Integral of f·g ≠ integral f · integral g [True or False]

[MiddleEast]

Homework Statement

True or False : Integral of f·g ≠ integral f · integral g

Relevant Equations

NA

My answer is False! I think must stated "in general," in the beginning of the statement. Cause this could be true if f or g = zero. There may be other cases also.
Is my answer right?

 

[DrClaude]

If integral of f·g ≠ integral f · integral g is false, then integral of f·g = integral f · integral g.

Thus this make sense?

 

[MiddleEast]

Hmmm. Good point! The issue here is that my point is "sometime true sometimes false" & your point "If it not true, then it is always false". huge difference between my point of view and yours! I believe it has something to do with "logical mathematics" if there is something called so.

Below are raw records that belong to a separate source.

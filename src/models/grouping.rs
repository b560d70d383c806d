use chrono::{DateTime, Utc};
use serde::{Deserialize, Serialize};

// A (team, grouping) membership row. Teams can belong to several contest
// tracks at once. Created by external provisioning; read-only here.
#[derive(Serialize, Deserialize, Debug, Clone)]
pub struct TeamGrouping {
    pub id: String,
    pub team_name: String,
    pub grouping: String,
}

#[derive(Serialize, Deserialize, Debug, Clone, Copy, PartialEq, Eq)]
#[serde(rename_all = "lowercase")]
pub enum GroupingState {
    Active,
    Inactive,
    Ended,
}

// Status row for one grouping, keyed by grouping name. Flipped by the
// competition operators, never by this service. `updated_at` is the moment
// the operator last touched the row; for an active grouping that is the
// session start used to anchor the countdown.
#[derive(Serialize, Deserialize, Debug, Clone)]
pub struct GroupingStatus {
    pub grouping: String,
    pub status: GroupingState,
    pub updated_at: DateTime<Utc>,
    // Submission window length in seconds. Absent means the window is
    // already over as far as the countdown is concerned.
    pub target_time: Option<i64>,
    // Penalty window: submissions still accepted but flagged for scoring
    #[serde(default)]
    pub penalty: bool,
}

// The oracle's answer when at least one of a team's groupings is active:
// the earliest-updated active row, carried as the shared session anchor.
#[derive(Serialize, Deserialize, Debug, Clone)]
pub struct ActiveStatus {
    pub grouping: String,
    pub updated_at: DateTime<Utc>,
    pub target_time: Option<i64>,
    pub penalty: bool,
}

// A named competition phase. Stage names map 1:1 to grouping names at
// lookup time; the opaque id scopes content rows (bugs, mission packs,
// updates).
#[derive(Serialize, Deserialize, Debug, Clone)]
pub struct Stage {
    pub stage_id: String,
    pub stage_name: String,
}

The issue if you said it is true then I have my counter-example.

 

[Office_Shredder]

You obviously understand the point, and the answer at this stage is semantics over the implicit qualifier. I think it's a confusing question.

 

[PeroK]

There's no clear notation in mathematics for "not necessarily equal to". The best we can do is say something like, for example:

For functions $f$ and $g$ in general $f \circ g \ne g \circ f$. Even though there are cases where equality holds.

 

[mathwonk]

in my opinion, if the answer can only be true or false, that implies to me that the statement is universally quantified, so i would argue the correct answer should be false. since the statement is not explicitly quantified however, one could argue that it is poorly posed.